Экстренно отбыв в Англию для защиты норвежских интересов перед имперским судом, после двухнедельной борьбы, в которой Гольдшмидт пустил в ход все свои великолепные кристаллохимические познания, ему удалось доказать, что карбид кальция может быть из общих соображений отнесен к другим неорганическим солям, которые не подлежали столь высокому обложению. Гольдшмидт выиграл процесс, и норвежское правительство в благодарность оснастило его бедный маленький институт новой рентгеновской установкой. При ее помощи ему удалось осуществить ряд выдающихся геохимических работ.
Пересказывая этот эпизод, Ферсман толковал его в свое время как пример практической пользы, которую могут принести в нужную минуту теоретические познания ученого. Прошло всего несколько лет; и если бы Ферсман имел обыкновение перечитывать свои писания, то каким бедным должен был представиться с высоты его нового, социалистического самосознания советского ученого удел Гольдшмидта! Скромная слава лучшего знатока нескольких кристаллических систем, единодушно признаваемая десятком других таких же знатоков в университетских кельях, разбросанных на тысячи километров один от другого. Редкие подачки королевского министра. Смутное удовлетворение от выдержанной атаки одной капиталистической монополии против другой, враждующей с первой из-за прибылей…
За каких-нибудь несколько лет Ферсман ушел далеко вперед и от своей книжечки «Новые центры новой науки» и от старого друга Гольдшмидта. Так произошло потому, что он жил одной жизнью со своей страной, а она двигалась в будущее поистине семимильными шагами.
Как раз в то время, когда из первобытных камней и болот вставал новый город Хибиногорск и широкий поток апатитов начинал насыщать живительным фосфором колхозные поля, в это самое время в недалеких краях, по которым недавно путешествовал Ферсман, за чертой границы жизнь, наоборот, замирала. Еще недавно на той же параллели северной широты, тоже среди топей и камней вырастал город Кируна, — владение северного «канитферштана» новой формации, банкира, железозаводчика, биржевого спекулянта с титулом спичечного короля — Ивара Крейгера. Его «империя», которую продажные газетчики и журналисты подобострастно именовали «империей разума», видя в ней торжество организованного капитализма, включала в себя и спички, и рудники, и телефоны, и шарикоподшипники, и древесную бумагу, и… маститых ученых, которые могут понадобиться, если не для составления рецептуры нержавеющей стали для пушек, то хотя бы для выступления в докторских тогах на судебных процессах между передравшимися концернами. Крейгецовская Кируна росла поблизости от двух неказистых горок Луосоваара и Кируноваара, заключавших в себе железную руду, — источник чьих-то дивидендов, выплачивавшихся в чистом золоте.

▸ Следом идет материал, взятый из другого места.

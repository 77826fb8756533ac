//! Control payloads exchanged between peers.

use crate::cbor::to_cbor;
use crate::error::{ProtocolError, ProtocolResult};
use crate::ids::{HookId, TransactionId};
use crate::signing::MessageSigner;
use crate::transaction::TransactionBatch;
use serde::{Deserialize, Serialize};
use std::collections::{BTreeMap, BTreeSet};

/// First message on a new link, sent by both sides.
#[derive(Debug, Clone, PartialEq, Eq, Serialize, Deserialize)]
pub struct Handshake {
    /// Highest of the receiver's transaction ids the sender has accepted.
    pub last_validated_distant: TransactionId,
    /// Packages the sender replicates with the receiver. Empty means all.
    pub packages: BTreeSet<String>,
}

/// Acknowledges a batch: the sender has durably applied the receiver's
/// log up to `last_validated`.
#[derive(Debug, Clone, Copy, PartialEq, Eq, Serialize, Deserialize)]
pub struct ConfirmationOfReceipt {
    /// Highest validated id of the receiver's log.
    pub last_validated: TransactionId,
}

/// Gossiped delivery knowledge.
///
/// `validated[target]` names one of `origin`'s transactions that `target`
/// holds. It says nothing of the transactions before it, which may have
/// travelled another way.
#[derive(Debug, Clone, PartialEq, Eq, Serialize, Deserialize)]
pub struct TransactionIdCorrection {
    /// Hook whose log the ids refer to.
    pub origin: HookId,
    /// Validated id per target hook.
    pub validated: BTreeMap<HookId, u64>,
}

/// Body of an authenticated peer-management message.
#[derive(Debug, Clone, PartialEq, Eq, Serialize, Deserialize)]
pub enum AuthenticatedBody {
    /// Ask the destination to forget `removed`.
    HookRemoveRequest {
        /// Hook being removed.
        removed: HookId,
    },
    /// Announce package support of a set of hooks.
    HookSynchronizeRequest {
        /// Supported packages per hook. An empty set means every package.
        packages: BTreeMap<HookId, BTreeSet<String>>,
        /// Whether the destination should let incoming snapshot rows
        /// replace its conflicting local rows.
        replace_conflicts: bool,
    },
}

/// A signed, individually acknowledged message.
///
/// Message ids are strictly increasing per (source, destination) pair and
/// are assigned when the message is queued.
#[derive(Debug, Clone, PartialEq, Eq, Serialize, Deserialize)]
pub struct AuthenticatedMessage {
    /// Per-destination sequence number.
    pub message_id: u64,
    /// Sending hook.
    pub source: HookId,
    /// Receiving hook.
    pub destination: HookId,
    /// Message content.
    pub body: AuthenticatedBody,
    /// Identifier of the signing key.
    pub key_id: String,
    /// Signature over [`AuthenticatedMessage::signed_bytes`].
    pub signature: Vec<u8>,
}

impl AuthenticatedMessage {
    /// Creates and signs a message.
    pub fn signed(
        message_id: u64,
        source: HookId,
        destination: HookId,
        body: AuthenticatedBody,
        signer: &dyn MessageSigner,
    ) -> ProtocolResult<Self> {
        let mut message = Self {
            message_id,
            source,
            destination,
            body,
            key_id: signer.key_id().to_string(),
            signature: Vec::new(),
        };
        message.signature = signer.sign(&message.signed_bytes()?);
        Ok(message)
    }

    /// Bytes covered by the signature.
    pub fn signed_bytes(&self) -> ProtocolResult<Vec<u8>> {
        to_cbor(&(self.message_id, self.source, self.destination, &self.body))
    }

    /// Verifies the signature.
    pub fn verify(&self, signer: &dyn MessageSigner) -> ProtocolResult<()> {
        let data = self.signed_bytes()?;
        if signer.verify(&self.key_id, &data, &self.signature) {
            Ok(())
        } else {
            Err(ProtocolError::InvalidSignature {
                message_id: self.message_id,
                source_hook: self.source.to_string(),
            })
        }
    }
}

/// Everything that can travel inside an [`Envelope`](crate::Envelope).
#[derive(Debug, Clone, PartialEq, Serialize, Deserialize)]
pub enum Payload {
    /// Link opening.
    Handshake(Handshake),
    /// Log shipping.
    Transactions(TransactionBatch),
    /// Batch acknowledgement.
    ConfirmationOfReceipt(ConfirmationOfReceipt),
    /// Cursor gossip.
    TransactionIdCorrection(TransactionIdCorrection),
    /// Peer management.
    Authenticated(AuthenticatedMessage),
}

#[cfg(test)]
mod tests {
    use super::*;
    use crate::signing::HmacSha256Signer;

    fn remove_request(signer: &HmacSha256Signer) -> AuthenticatedMessage {
        AuthenticatedMessage::signed(
            7,
            HookId::generate(),
            HookId::generate(),
            AuthenticatedBody::HookRemoveRequest {
                removed: HookId::generate(),
            },
            signer,
        )
        .unwrap()
    }

    #[test]
    fn signed_message_verifies() {
        let signer = HmacSha256Signer::new("k1", b"shared secret".to_vec());
        let message = remove_request(&signer);
        assert_eq!(message.key_id, "k1");
        message.verify(&signer).unwrap();
    }

    #[test]
    fn tampered_message_is_rejected() {
        let signer = HmacSha256Signer::new("k1", b"shared secret".to_vec());
        let mut message = remove_request(&signer);
        message.message_id += 1;
        assert!(matches!(
            message.verify(&signer),
            Err(ProtocolError::InvalidSignature { message_id: 8, .. })
        ));
    }

    #[test]
    fn foreign_key_is_rejected() {
        let signer = HmacSha256Signer::new("k1", b"shared secret".to_vec());
        let other = HmacSha256Signer::new("k1", b"another secret".to_vec());
        let message = remove_request(&signer);
        assert!(message.verify(&other).is_err());
    }
}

Город рос, не заботясь даже о названиях улиц, для краткости просто нумеруя дома. Город был нужен только для того, чтобы поставлять рудникам рабочую силу: когда одна смена томительно засыпала в лучах заходящего солнца, на работу выходила та, которую условно называли ночной. Зимой в Кируне, так же как в Хибинах, ревела пурга. Горы пылали электрическим светом. Люди буравили камень. «Нет здесь обычной жизни, — писал очевидец, — это полярная лихорадка, сердцебиение взрывов, тысячи вагонов, сотни тысяч тонн руды, руды, руды… Остальное должно было достаться счастливым держателям акций, убежденным в том, что нет лучше в мире руды, что в ней около трех четвертей железа, что руды хватит на всю их почтенную библейскую жизнь».
И вот в то самое время, когда на том же 68-м градусе северной широты на хибинских рудниках слышался грохот первого бремсберга и топографы по пояс в снегу прокладывали трассы железной и автомобильной дорог, в Кируне гасли огни, поезда увозили из города рабочих, останавливалось динамитное дыхание гор. Наступление очередного капиталистического кризиса было отмечено еще одной деталью: крохотная пуля в висок закончила личные расчеты господина Крейгера с держателями акций знаменитой Кируны.
Можно было бы продолжить и дальше путешествие по той же окружности, условно именуемой «Полярным кругом». Она привела бы в мертвые ледяные поля Гренландии, не изменившейся со времен викингов, в город Ном, восстанавливавшийся после пожара, истребившего его без остатка, а для дальнейшего путешествия по Аляске можно было бы пригласить в гиды доктора наук Альберта, по инерции числившегося руководителем опытной сельскохозяйственной станции в этом районе США. Посетив в свое время эйхфельдовские полярные пажити, он воскликнул: «Это откровение!» Он мог бы рассказать, как прыгала вверх и вниз кривая населенности Аляски, как после прекращения проклятой еще Джеком Лондоном «золотой лихорадки» на полутора миллионах квадратных километров осталось людей не более, чем в молодом Хибиногорске. Доктор наук и директор Альберт мог бы показать на заколоченный кризисом вход в свою отныне закрытую опытную станцию…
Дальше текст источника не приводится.